Lamar Amburn's and the Reign of God
The center of the universe in Maryville, Tennessee, as far as I am concerned, is Lamar Amburn's vegetable market which is one block over from my former parish church. I thought about Lamar's this week because the gospel is all about people using and not using talents. I wish Jesus had dropped by Lamar's before he went negative on the man who buried his talent in the ground; it might have given our Savior a whole different perspective.
Lamar's is open to the breezes except in winter when plastic flaps come down, and it is always chock full of talented people. Take the cashiers. One of the ladies at the cash register is a retired piano teacher and when you get in her line you know that you will be there for a while and that's fine. She has the talent of appreciating chatting with just about anybody that comes through that line, surely having honed that skill encouraging her little pupils with stubby fingers stumbling, tumbling over the piano keys. Another cashier has the talent of telling me, kind of quietly, whether to get the North Carolina white peaches or the Georgia freestones or the South Carolina yellows and whether the cantaloupes are Really good or not. Another knows the jellies as deeply and evocatively as any fancy sommelier.
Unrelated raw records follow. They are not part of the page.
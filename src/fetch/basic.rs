use super::client::HttpClient;
use async_trait::async_trait;

/// Plain unauthenticated client. One GET per station, no retries and no
/// per-request timeout: a slow station delays the run rather than being
/// dropped.
pub struct BasicClient(reqwest::Client);

impl BasicClient {
    pub fn new() -> Self {
        Self(reqwest::Client::new())
    }
}

impl Default for BasicClient {
    fn default() -> Self {
        Self::new()
    }
}

#[async_trait]
impl HttpClient for BasicClient {
    async fn get(&self, url: &str) -> reqwest::Result<reqwest::Response> {
        self.0.get(url).send().await
    }
}
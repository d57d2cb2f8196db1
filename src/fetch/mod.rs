mod basic;
mod client;

pub use basic::BasicClient;
pub use client::HttpClient;

use serde_json::Value;
use tracing::debug;

use crate::error::StationError;

/// Base URL for the station data endpoint; the station id is appended as
/// the final path segment. Overridable via `SURFBUOYS_BASE_URL`.
pub const DEFAULT_BASE_URL: &str = "https://api.surfbuoys.com/wavedata/stationId";

/// Fetches one station's raw JSON payload.
///
/// # Errors
///
/// Returns [`StationError::FetchStatus`] for a non-success HTTP status and
/// [`StationError::Fetch`] for transport or body-decode failures, both
/// carrying the source identifier.
pub async fn fetch_station_json<C: HttpClient + ?Sized>(
    client: &C,
    url: &str,
    source_id: &str,
) -> Result<Value, StationError> {
    debug!(url, source_id, "Fetching station payload");

    let resp = client.get(url).await.map_err(|cause| StationError::Fetch {
        source: source_id.to_string(),
        cause,
    })?;

    let status = resp.status();
    if !status.is_success() {
        return Err(StationError::FetchStatus {
            source_id: source_id.to_string(),
            status,
        });
    }

    resp.json::<Value>()
        .await
        .map_err(|cause| StationError::Fetch {
            source: source_id.to_string(),
            cause,
        })
}

/// Builds the endpoint URL for a station.
pub fn station_url(base_url: &str, station_id: &str) -> String {
    format!("{}/{}", base_url.trim_end_matches('/'), station_id)
}

#[cfg(test)]
mod tests {
    use super::*;

    #[test]
    fn test_station_url_joins_base_and_id() {
        assert_eq!(
            station_url(DEFAULT_BASE_URL, "51205"),
            "https://api.surfbuoys.com/wavedata/stationId/51205"
        );
    }

    #[test]
    fn test_station_url_tolerates_trailing_slash() {
        assert_eq!(
            station_url("http://stations.test/", "KLIH1"),
            "http://stations.test/KLIH1"
        );
    }
}
//! Error taxonomy for the report pipeline.
//!
//! Station failures and forecast failures are deliberately separate types:
//! a station that fails is dropped from the aggregated result, while a
//! forecast failure is reported on its own and never hides station data.

use thiserror::Error;

/// A failure inside one station's fetch/normalize pipeline.
///
/// These are caught at the per-station task boundary; they never abort
/// the other stations or the run as a whole.
#[derive(Error, Debug)]
pub enum StationError {
    /// Transport-level failure (connection, TLS, body decode, bad URL).
    #[error("fetch for station {source} failed: {cause}")]
    Fetch {
        source: String,
        #[source]
        cause: reqwest::Error,
    },

    /// The endpoint answered with a non-success HTTP status.
    ///
    /// The station identifier is named `source_id` rather than `source`
    /// because thiserror reserves the `source` field name for error
    /// chaining, and a `String` cannot be an error source.
    #[error("fetch for station {source_id} returned HTTP {status}")]
    FetchStatus {
        source_id: String,
        status: reqwest::StatusCode,
    },

    /// The payload matched none of the known envelope shapes. Carries a
    /// bounded preview of the offending payload for diagnosis.
    #[error(
        "unrecognized envelope for station {station_id}: expected an array, \
         {{\"data\": [...]}}, or {{\"{station_id}\": [...]}}, got: {preview}"
    )]
    UnrecognizedEnvelope { station_id: String, preview: String },
}

/// A failure while retrieving or extracting the free-text surf forecast.
#[derive(Error, Debug)]
pub enum ForecastError {
    #[error("forecast page fetch failed: {0}")]
    Fetch(#[from] reqwest::Error),

    #[error("forecast page returned HTTP {0}")]
    Status(reqwest::StatusCode),

    #[error("no element containing the forecast markers was found")]
    ElementNotFound,

    #[error("could not extract forecast text between markers")]
    MarkersNotMatched,
}
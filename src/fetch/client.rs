use async_trait::async_trait;
use reqwest::Response;

/// Abstraction over the HTTP transport, so the station pipeline can be
/// exercised against canned responses in tests.
#[async_trait]
pub trait HttpClient: Send + Sync {
    async fn get(&self, url: &str) -> reqwest::Result<Response>;
}
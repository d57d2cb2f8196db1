//! CLI entry point for the buoy report tool.
//!
//! Provides subcommands for fetching the aggregated multi-station report,
//! retrieving the free-text surf forecast, and listing the station catalog.

use std::ffi::OsStr;
use std::path::Path;
use std::sync::Arc;

use anyhow::Result;
use buoy_report::aggregate::run_report;
use buoy_report::fetch::{BasicClient, DEFAULT_BASE_URL};
use buoy_report::forecast::fetch_surf_forecast;
use buoy_report::render::Format;
use buoy_report::stations::STATION_CATALOG;
use clap::{Parser, Subcommand};
use tracing::info;
use tracing_subscriber::{
    EnvFilter, Layer,
    fmt::{self, format::FmtSpan},
    layer::SubscriberExt,
    util::SubscriberInitExt,
};

#[derive(Parser)]
#[command(name = "buoy_report")]
#[command(about = "Fetches Hawaiian buoy readings and renders a surf report", long_about = None)]
struct Cli {
    #[command(subcommand)]
    command: Commands,
}

#[derive(Subcommand)]
enum Commands {
    /// Fetch every cataloged station and print the aggregated report
    Report {
        /// Number of most recent readings to keep per station
        #[arg(short = 'n', long, default_value_t = 10)]
        readings: usize,

        /// Output format
        #[arg(short, long, value_enum, default_value = "structured")]
        format: Format,
    },
    /// Fetch and print the free-text surf forecast
    Forecast,
    /// List the stations in the catalog
    ListStations,
}

#[tokio::main]
async fn main() -> Result<()> {
    dotenvy::dotenv().ok(); // Load .env file

    // Logging setup: colored stderr + JSON rolling log file
    let log_file_path =
        std::env::var("LOG_FILE_PATH").unwrap_or_else(|_| "logs/buoy_report.log".to_string());
    let log_dir = Path::new(&log_file_path)
        .parent()
        .unwrap_or(Path::new("logs"));
    let log_file_name = Path::new(&log_file_path)
        .file_name()
        .unwrap_or(OsStr::new("buoy_report.log"));

    let file_appender = tracing_appender::rolling::daily(log_dir, log_file_name);
    let (non_blocking_file, _file_guard) = tracing_appender::non_blocking(file_appender);

    let stderr_layer = fmt::layer()
        .with_target(true)
        .with_span_events(FmtSpan::CLOSE)
        .with_ansi(true)
        .with_writer(std::io::stderr)
        .with_filter(EnvFilter::from_env("RUST_LOG").add_directive("info".parse().unwrap()));

    let json_layer = fmt::layer()
        .json()
        .with_current_span(true)
        .with_span_list(true)
        .with_writer(non_blocking_file)
        .with_filter(EnvFilter::from_env("RUST_LOG_JSON").add_directive("debug".parse().unwrap()));

    tracing_subscriber::registry()
        .with(stderr_layer)
        .with(json_layer)
        .init();

    let cli = Cli::parse();

    match cli.command {
        Commands::Report { readings, format } => {
            anyhow::ensure!(readings > 0, "--readings must be a positive integer");

            let base_url = std::env::var("SURFBUOYS_BASE_URL")
                .unwrap_or_else(|_| DEFAULT_BASE_URL.to_string());
            let client = Arc::new(BasicClient::new());

            info!(readings, base_url = %base_url, "Starting report run");
            let result = run_report(client, &base_url, readings).await?;
            info!(stations = result.structured.len(), "Report run complete");

            match format {
                Format::Structured => {
                    println!("{}", serde_json::to_string_pretty(&result.structured)?)
                }
                Format::Readable => println!("{}", result.readable),
            }
        }
        Commands::Forecast => {
            let client = BasicClient::new();
            let forecast = fetch_surf_forecast(&client).await?;
            println!("{forecast}");
        }
        Commands::ListStations => {
            for station in STATION_CATALOG {
                let order = station
                    .arrival_order
                    .map_or("NA".to_string(), |o| o.to_string());
                let offset = station
                    .relative_hours
                    .map_or("NA".to_string(), |h| h.to_string());
                println!(
                    "{:<8} {:<40} order={:<3} offset={:<4} {:?}",
                    station.id, station.name, order, offset, station.class
                );
            }
        }
    }

    Ok(())
}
Shag, the stock man, whose real name is Noah, has many, many talents, chief of which is biblical action figures drawings with a kind of Incredible Hulk vibe. Seriously, you definitely have to be there to appreciate the complexity, so stop in.
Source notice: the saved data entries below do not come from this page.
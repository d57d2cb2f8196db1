//! Concurrent fan-out over the station catalog.
//!
//! Each station runs its fetch → envelope → series pipeline on its own
//! tokio task; a failing station is logged and dropped from the result,
//! never aborting the others. The run returns only after every task has
//! settled.

use std::sync::Arc;

use anyhow::Result;
use serde_json::{Map, Value, json};
use tracing::{Instrument, error, info};

use crate::envelope::extract_records;
use crate::error::StationError;
use crate::fetch::{HttpClient, fetch_station_json, station_url};
use crate::render::render_readable;
use crate::series::{Reading, build_series};
use crate::stations::{STATION_CATALOG, Station};

/// One station's result for a single run.
///
/// Created empty, populated exactly once by a successful pipeline pass,
/// and frozen after publication. A failed station stays empty and marked
/// failed — it is never partially populated.
#[derive(Debug)]
pub struct BuoyRecord {
    pub station: &'static Station,
    pub series: Vec<Reading>,
    pub failed: bool,
}

impl BuoyRecord {
    fn new(station: &'static Station) -> Self {
        Self {
            station,
            series: Vec::new(),
            failed: true,
        }
    }

    fn publish(&mut self, series: Vec<Reading>) {
        self.series = series;
        self.failed = false;
    }
}

/// Cross-station result of one run: the structured map keyed by display
/// name plus the concatenated readable report, both covering only the
/// stations that fetched successfully. Built fresh every run.
#[derive(Debug)]
pub struct AggregatedResult {
    pub structured: Map<String, Value>,
    pub readable: String,
}

/// Runs the full report: every cataloged station concurrently, join-all.
pub async fn run_report<C>(
    client: Arc<C>,
    base_url: &str,
    reading_limit: usize,
) -> Result<AggregatedResult>
where
    C: HttpClient + 'static,
{
    let mut tasks = Vec::with_capacity(STATION_CATALOG.len());
    for station in STATION_CATALOG {
        let client = client.clone();
        let base_url = base_url.to_string();
        let span = tracing::info_span!(
            "process_station",
            station_id = station.id,
            station_name = station.name,
        );
        tasks.push(tokio::spawn(
            async move { process_station(client.as_ref(), &base_url, station, reading_limit).await }
                .instrument(span),
        ));
    }

    let mut records = Vec::with_capacity(tasks.len());
    for (station, task) in STATION_CATALOG.iter().zip(tasks) {
        match task.await {
            Ok(record) => records.push(record),
            Err(join_err) => {
                error!(station_id = station.id, error = %join_err, "Station task panicked");
                records.push(BuoyRecord::new(station));
            }
        }
    }

    assemble(&records)
}

/// One station's pipeline. Failures are caught here, logged with station
/// context, and converted into an empty failed record.
async fn process_station<C: HttpClient + ?Sized>(
    client: &C,
    base_url: &str,
    station: &'static Station,
    reading_limit: usize,
) -> BuoyRecord {
    let mut record = BuoyRecord::new(station);
    match station_series(client, base_url, station, reading_limit).await {
        Ok(series) => {
            info!(readings = series.len(), "Station processed");
            record.publish(series);
        }
        Err(e) => {
            error!(station_id = station.id, error = %e, "Station pipeline failed");
        }
    }
    record
}

async fn station_series<C: HttpClient + ?Sized>(
    client: &C,
    base_url: &str,
    station: &Station,
    reading_limit: usize,
) -> Result<Vec<Reading>, StationError> {
    let url = station_url(base_url, station.id);
    let raw = fetch_station_json(client, &url, station.id).await?;
    let records = extract_records(&raw, station.id)?;
    Ok(build_series(&records, reading_limit, station.class))
}

fn assemble(records: &[BuoyRecord]) -> Result<AggregatedResult> {
    let mut structured = Map::new();
    let mut blocks = Vec::new();

    for record in records {
        if record.failed {
            // Absent from the map, empty readable segment.
            continue;
        }
        structured.insert(record.station.name.to_string(), station_export(record)?);
        blocks.push(format!(
            "{} ({})\n{}",
            record.station.name,
            record.station.id,
            render_readable(&record.series, record.station),
        ));
    }

    Ok(AggregatedResult {
        structured,
        readable: blocks.join("\n\n"),
    })
}

/// The per-station structured form: station metadata plus the normalized
/// series, with `"NA"` standing in for inapplicable metadata.
fn station_export(record: &BuoyRecord) -> Result<Value> {
    Ok(json!({
        "arrivalOrder": not_applicable_or(record.station.arrival_order),
        "relativeOffsetHours": not_applicable_or(record.station.relative_hours),
        "series": serde_json::to_value(&record.series)?,
    }))
}

fn not_applicable_or<T: serde::Serialize>(value: Option<T>) -> Value {
    match value {
        Some(v) => json!(v),
        None => json!("NA"),
    }
}
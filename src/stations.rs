//! Station catalog for the Hawaiian buoy network.
//!
//! The canonical list of stations polled by this tool, with their display
//! names, swell-arrival ordering, and time offsets relative to the Pauwela
//! reference buoy. This is the single source of truth for station metadata —
//! other modules look stations up here rather than hardcoding ids.

/// Which field schema a station's readings follow. Selected purely by
/// station identity, never inferred from which fields a raw record carries.
#[derive(Debug, Clone, Copy, PartialEq, Eq)]
pub enum StationClass {
    /// Ocean buoy: wave height, wave period, swell direction.
    Wave,
    /// Weather station: wind speed/gust/direction, air and water temperature.
    Wind,
}

/// Metadata for a single station. Immutable after load.
#[derive(Debug)]
pub struct Station {
    /// NDBC-style station id (e.g. "51205", "KLIH1").
    pub id: &'static str,
    /// Human-readable display name, used as the key in structured output.
    pub name: &'static str,
    /// Rank in the expected NW swell arrival timeline, if applicable.
    pub arrival_order: Option<u32>,
    /// Hours this station's readings lag behind Pauwela, if applicable.
    pub relative_hours: Option<f64>,
    /// Field schema for this station's readings.
    pub class: StationClass,
}

/// All stations polled each run, in report order: the NW swell chain from
/// furthest out to Maui, then the south-swell and outlier buoys, then wind.
pub static STATION_CATALOG: &[Station] = &[
    Station {
        id: "51101",
        name: "H2NorthWest",
        arrival_order: Some(1),
        relative_hours: Some(24.0),
        class: StationClass::Wave,
    },
    Station {
        id: "51208",
        name: "Hanalei",
        arrival_order: Some(2),
        relative_hours: Some(12.0),
        class: StationClass::Wave,
    },
    Station {
        id: "51201",
        name: "Waimea",
        arrival_order: Some(3),
        relative_hours: Some(6.0),
        class: StationClass::Wave,
    },
    Station {
        id: "51210",
        name: "Kaneohe",
        arrival_order: Some(4),
        relative_hours: None,
        class: StationClass::Wave,
    },
    Station {
        // Shares arrival order with Kaneohe: both sit off windward Oahu.
        id: "51202",
        name: "Mokapu",
        arrival_order: Some(4),
        relative_hours: None,
        class: StationClass::Wave,
    },
    Station {
        // Reference station for relative timing.
        id: "51205",
        name: "Pauwela",
        arrival_order: Some(5),
        relative_hours: Some(0.0),
        class: StationClass::Wave,
    },
    Station {
        id: "51213",
        name: "Kaumalapau, (Buoy for SouthSwells!)",
        arrival_order: None,
        relative_hours: None,
        class: StationClass::Wave,
    },
    Station {
        id: "51002",
        name: "215NM SSW of Hilo, HI",
        arrival_order: None,
        relative_hours: None,
        class: StationClass::Wave,
    },
    Station {
        // The only wind-class station in the catalog.
        id: "KLIH1",
        name: "Kahului Airport",
        arrival_order: None,
        relative_hours: None,
        class: StationClass::Wind,
    },
];

/// Looks up a station by id. Returns `None` if not in the catalog.
pub fn find_station(id: &str) -> Option<&'static Station> {
    STATION_CATALOG.iter().find(|s| s.id == id)
}

/// Returns the ids of all cataloged stations, in report order.
pub fn all_station_ids() -> Vec<&'static str> {
    STATION_CATALOG.iter().map(|s| s.id).collect()
}
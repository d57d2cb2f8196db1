pub mod aggregate;
pub mod envelope;
pub mod error;
pub mod fetch;
pub mod forecast;
pub mod render;
pub mod series;
pub mod stations;
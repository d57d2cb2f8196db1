//! Envelope normalization for station responses.
//!
//! The upstream API has historically wrapped station data inconsistently:
//! sometimes a bare array of measurements, sometimes `{"data": [...]}`,
//! sometimes keyed by the station id. Each known shape is a strategy that
//! either matches or passes; only when every strategy misses do we fail,
//! with a bounded preview of the payload.

use serde_json::Value;

use crate::error::StationError;

/// Maximum number of characters of payload included in an
/// `UnrecognizedEnvelope` error.
const PREVIEW_LIMIT: usize = 200;

/// Extracts the ordered list of raw measurement records from a station
/// response, regardless of which known envelope shape wrapped it.
///
/// Shapes are tried in precedence order: bare array, `data` field,
/// station-id field.
///
/// # Errors
///
/// Returns [`StationError::UnrecognizedEnvelope`] if the payload matches
/// none of the known shapes.
pub fn extract_records(raw: &Value, station_id: &str) -> Result<Vec<Value>, StationError> {
    let matched = bare_array(raw)
        .or_else(|| data_field(raw))
        .or_else(|| station_keyed(raw, station_id));

    match matched {
        Some(records) => Ok(records.clone()),
        None => Err(StationError::UnrecognizedEnvelope {
            station_id: station_id.to_string(),
            preview: payload_preview(raw),
        }),
    }
}

/// Shape (a): the payload is itself the measurement array.
fn bare_array(raw: &Value) -> Option<&Vec<Value>> {
    raw.as_array()
}

/// Shape (b): the payload is an object with a `data` array.
fn data_field(raw: &Value) -> Option<&Vec<Value>> {
    raw.get("data").and_then(Value::as_array)
}

/// Shape (c): the payload is an object keyed by the station id.
fn station_keyed<'a>(raw: &'a Value, station_id: &str) -> Option<&'a Vec<Value>> {
    raw.get(station_id).and_then(Value::as_array)
}

/// Serializes the payload and truncates it so error messages stay bounded.
fn payload_preview(raw: &Value) -> String {
    let rendered = raw.to_string();
    if rendered.chars().count() > PREVIEW_LIMIT {
        let truncated: String = rendered.chars().take(PREVIEW_LIMIT).collect();
        format!("{truncated}…")
    } else {
        rendered
    }
}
Always there is somebody checking the produce. Usually you see Jill, Lamar's wife, thin and blonde with arthritic knots on her hands that make you catch your breath when you think of the repetitions and bravery and nimbleness of her twisted fingers. She is constantly moving among the vegetable bins, straightening the squash, turning the pears, picking off the extra paper skin off the onions, pulling anything that looks sad and past its best.
Lamar himself - in a wheelchair since a bad car accident when he was very young - presides from the back corner, nodding to customers and quietly talking over the weather and the prices with whatever farmer is dropping off his crop for this week's bounty. He stays pretty much in one place, but his talent is somehow to cast his vision everywhere. He leads from that wheelchair like a general sitting on his horse on a hill.
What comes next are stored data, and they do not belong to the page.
#![forbid(unsafe_code)]

//! Linear undo/redo history stored in an arena.
//!
//! Each node records the transition that leads *into* it from its `prev`
//! neighbor (`forward`) and the transition back out (`inverse`). The oldest
//! node has no `prev`; it stands for the pristine state and its `forward` is
//! never applied.
//!
//! ```text
//!            forward(n1)       forward(n2)       forward(n3)
//!   [n0] ───────────────► [n1] ───────────────► [n2] ───────────────► [n3]
//!        ◄───────────────      ◄───────────────      ◄───────────────
//!            inverse(n1)       inverse(n2)       inverse(n3)
//!                                 ▲
//!                              current
//! ```
//!
//! Nodes reference neighbors by [`NodeId`] instead of owning/weak pointer
//! pairs. Slots of discarded nodes go on a free list and are reused.
//!
//! # Invariants
//!
//! 1. Exactly one node (the oldest) has no `prev`; exactly one (the newest)
//!    has no `next`.
//! 2. For every live node `n` with `n.next == Some(m)`: `m.prev == Some(n)`.
//! 3. `current` always names a live node of the chain.
//! 4. `live` equals the number of occupied slots, which equals the number of
//!    nodes reachable from `oldest`.

use std::fmt;
use std::sync::Arc;

use crate::behavior::OperationBehavior;

/// A whole-object transition stored in history.
pub type Action<T> = Arc<dyn Fn(&mut T) + Send + Sync>;

/// Index of a node in the history arena.
#[derive(Debug, Clone, Copy, PartialEq, Eq, Hash)]
pub struct NodeId(usize);

impl NodeId {
    /// Raw slot index.
    #[must_use]
    pub const fn index(self) -> usize {
        self.0
    }
}

struct Node<T> {
    prev: Option<NodeId>,
    next: Option<NodeId>,
    forward: Option<Action<T>>,
    inverse: Option<Action<T>>,
}

impl<T> Node<T> {
    fn boundary() -> Self {
        Self {
            prev: None,
            next: None,
            forward: None,
            inverse: None,
        }
    }
}

/// Arena-backed linear history with a movable cursor.
pub(crate) struct History<T> {
    slots: Vec<Option<Node<T>>>,
    free: Vec<usize>,
    oldest: NodeId,
    current: NodeId,
    live: usize,
}

impl<T> fmt::Debug for History<T> {
    fn fmt(&self, f: &mut fmt::Formatter<'_>) -> fmt::Result {
        f.debug_struct("History")
            .field("current", &self.current)
            .field("oldest", &self.oldest)
            .field("live", &self.live)
            .field("free", &self.free.len())
            .finish()
    }
}

impl<T: 'static> History<T> {
    pub(crate) fn new() -> Self {
        Self {
            slots: vec![Some(Node::boundary())],
            free: Vec::new(),
            oldest: NodeId(0),
            current: NodeId(0),
            live: 1,
        }
    }

    fn node(&self, id: NodeId) -> &Node<T> {
        match self.slots.get(id.0) {
            Some(Some(node)) => node,
            _ => unreachable!("history node {id:?} is not live"),
        }
    }

    fn node_mut(&mut self, id: NodeId) -> &mut Node<T> {
        match self.slots.get_mut(id.0) {
            Some(Some(node)) => node,
            _ => unreachable!("history node {id:?} is not live"),
        }
    }

    fn alloc(&mut self, node: Node<T>) -> NodeId {
        self.live += 1;
        if let Some(index) = self.free.pop() {
            self.slots[index] = Some(node);
            NodeId(index)
        } else {
            self.slots.push(Some(node));
            NodeId(self.slots.len() - 1)
        }
    }

    fn release(&mut self, id: NodeId) -> Node<T> {
        let node = self.slots[id.0]
            .take()
            .unwrap_or_else(|| unreachable!("history node {id:?} released twice"));
        self.free.push(id.0);
        self.live -= 1;
        node
    }

    // ========================================================================
    // Cursor
    // ========================================================================

    pub(crate) fn current(&self) -> NodeId {
        self.current
    }

    pub(crate) fn has_prev(&self) -> bool {
        self.node(self.current).prev.is_some()
    }

    pub(crate) fn has_next(&self) -> bool {
        self.node(self.current).next.is_some()
    }

    /// Apply the current node's inverse and move to `prev`.
    ///
    /// Returns `false` (and touches nothing) at the oldest boundary.
    pub(crate) fn step_back(&mut self, value: &mut T) -> bool {
        let node = self.node(self.current);
        let Some(prev) = node.prev else {
            return false;
        };
        if let Some(inverse) = node.inverse.clone() {
            inverse(value);
        }
        self.current = prev;
        true
    }

    /// Apply the next node's forward and move to it.
    ///
    /// Returns `false` (and touches nothing) at the newest boundary.
    pub(crate) fn step_forward(&mut self, value: &mut T) -> bool {
        let Some(next) = self.node(self.current).next else {
            return false;
        };
        if let Some(forward) = self.node(next).forward.clone() {
            forward(value);
        }
        self.current = next;
        true
    }

    /// Apply the current node's inverse without moving.
    ///
    /// Used by `Amend` to get back to the state before the edit it replaces.
    pub(crate) fn revert_current(&self, value: &mut T) {
        if let Some(inverse) = self.node(self.current).inverse.clone() {
            inverse(value);
        }
    }

    /// Apply the transition into the current node without moving.
    ///
    /// Inverse of [`revert_current`](Self::revert_current); used when an
    /// amend is abandoned after the revert.
    pub(crate) fn reapply_current(&self, value: &mut T) {
        let node = self.node(self.current);
        if node.prev.is_none() {
            return;
        }
        if let Some(forward) = node.forward.clone() {
            forward(value);
        }
    }

    /// Number of transitions between the oldest node and `current`.
    pub(crate) fn undo_depth(&self) -> usize {
        let mut depth = 0;
        let mut cursor = self.node(self.current).prev;
        while let Some(id) = cursor {
            depth += 1;
            cursor = self.node(id).prev;
        }
        depth
    }

    /// Number of transitions between `current` and the newest node.
    pub(crate) fn redo_depth(&self) -> usize {
        let mut depth = 0;
        let mut cursor = self.node(self.current).next;
        while let Some(id) = cursor {
            depth += 1;
            cursor = self.node(id).next;
        }
        depth
    }

    /// Total number of transitions in the chain.
    pub(crate) fn len(&self) -> usize {
        self.live - 1
    }

    // ========================================================================
    // Threading
    // ========================================================================

    /// Record a transition that has already been applied to the value.
    ///
    /// `behavior` must already be resolved: `Amend` is only valid when the
    /// current node has a `prev`. Returns the number of nodes discarded from
    /// the old future (only `Default` discards).
    pub(crate) fn record(
        &mut self,
        behavior: OperationBehavior,
        forward: Action<T>,
        inverse: Action<T>,
    ) -> usize {
        match behavior {
            OperationBehavior::Default => {
                let discarded = self.discard_future();
                let id = self.alloc(Node {
                    prev: Some(self.current),
                    next: None,
                    forward: Some(forward),
                    inverse: Some(inverse),
                });
                self.node_mut(self.current).next = Some(id);
                self.current = id;
                discarded
            }
            OperationBehavior::Insert => {
                let following = self.node(self.current).next;
                let id = self.alloc(Node {
                    prev: Some(self.current),
                    next: following,
                    forward: Some(forward),
                    inverse: Some(inverse),
                });
                if let Some(following) = following {
                    self.node_mut(following).prev = Some(id);
                }
                self.node_mut(self.current).next = Some(id);
                self.current = id;
                0
            }
            OperationBehavior::Amend => {
                let node = self.node_mut(self.current);
                debug_assert!(node.prev.is_some(), "amend requires an edit to replace");
                node.forward = Some(forward);
                node.inverse = Some(inverse);
                0
            }
            OperationBehavior::Inject => {
                let node = self.node_mut(self.current);
                let inverse = match node.inverse.take() {
                    Some(previous) => compose(inverse, previous),
                    None => inverse,
                };
                node.inverse = Some(inverse);
                if node.prev.is_some() {
                    let forward = match node.forward.take() {
                        Some(previous) => compose(previous, forward),
                        None => forward,
                    };
                    node.forward = Some(forward);
                }
                0
            }
        }
    }

    /// Drop every node after `current`.
    fn discard_future(&mut self) -> usize {
        let mut discarded = 0;
        let mut cursor = self.node_mut(self.current).next.take();
        while let Some(id) = cursor {
            cursor = self.release(id).next;
            discarded += 1;
        }
        discarded
    }

    /// Trim the chain to at most `max_depth` transitions.
    ///
    /// Evicts from the oldest end first, never past `current`; then drops
    /// newest future nodes. Returns the number of evicted nodes.
    pub(crate) fn enforce_depth(&mut self, max_depth: usize) -> usize {
        let max_depth = max_depth.max(1);
        let mut evicted = 0;

        while self.len() > max_depth && self.oldest != self.current {
            let old = self.release(self.oldest);
            let Some(next) = old.next else {
                unreachable!("oldest node differs from current but has no next");
            };
            let node = self.node_mut(next);
            node.prev = None;
            node.forward = None;
            node.inverse = None;
            self.oldest = next;
            evicted += 1;
        }

        while self.len() > max_depth {
            let mut newest = self.current;
            while let Some(next) = self.node(newest).next {
                newest = next;
            }
            if newest == self.current {
                break;
            }
            let removed = self.release(newest);
            if let Some(prev) = removed.prev {
                self.node_mut(prev).next = None;
            }
            evicted += 1;
        }

        evicted
    }

    /// Forget all history; the current node becomes the only (oldest) node.
    pub(crate) fn clear(&mut self) {
        self.slots.clear();
        self.free.clear();
        self.slots.push(Some(Node::boundary()));
        self.oldest = NodeId(0);
        self.current = NodeId(0);
        self.live = 1;
    }
}

/// `first` then `second`.
fn compose<T: 'static>(first: Action<T>, second: Action<T>) -> Action<T> {
    Arc::new(move |value: &mut T| {
        first(value);
        second(value);
    })
}

// ============================================================================
// Tests
// ============================================================================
I love Lamar's for many reasons but mainly because it is a living picture of the abundance of the talents in the kingdom of heaven which is of course always very near to us.
I love the talents of self-respect and neighborliness in merchants offering goods at their prime and not a day past. I love the market's continuity. Lamar's daddy had a produce stand so between the two of them and other Amburn family members, they have been feeding people in Blount County for eighty years.
I love the community of the staff who are just plain showoffs in the talents of kindness and respect for the dignity of every human being. I love the customers' talents of gratitude and appreciation for the finest things in life. You hear it and you sense it. And I love the quiet gentle miracle workers, the truck farmers. They dig holes and put their money in them, and God gives the growth. Mr. Thompson's tomatoes are so take-you-back-to-your-childhood-tomatoes-wondrous that one day I asked him to autograph my paper bag.
Kind of like in a vibrant church, most of the people recognize some giftedness and worth in each other and even more important, they know they need each other. And that mutuality, dear friends, is worth about fifteen thousand talents, to know that we need each other. What would happen in this world if everybody knew how talented we all are and that we need each other?
There are all kinds of talents in the world. And God asks us to use them and trade ‘em around and build people up with them. So to me Lamar is church - altar guild, choir, preachers, priests, congregation, priests - all doing the liturgy, the "work of the talents of the people."
One last talent story from Lamar's. I will never forget the day when I looked behind me in line to see a very large man with a very small Chihuahua on his shoulder. I said hello. What else do you say? And he said I would like you to meet Peggy Sue, the top shoulder sitting dog of all of East Tennessee. She panted gently and sort of smiled, and then he said, she is actually Peggy Sue, short for Peggy Sue Bodacious. She sat on his shoulder beautifully, ‘tis true.
I shook my head in awe and said she's very talented, no doubt about it.. I nested my bag of tomatoes in my arms and thought what a talented, gifted world we live in.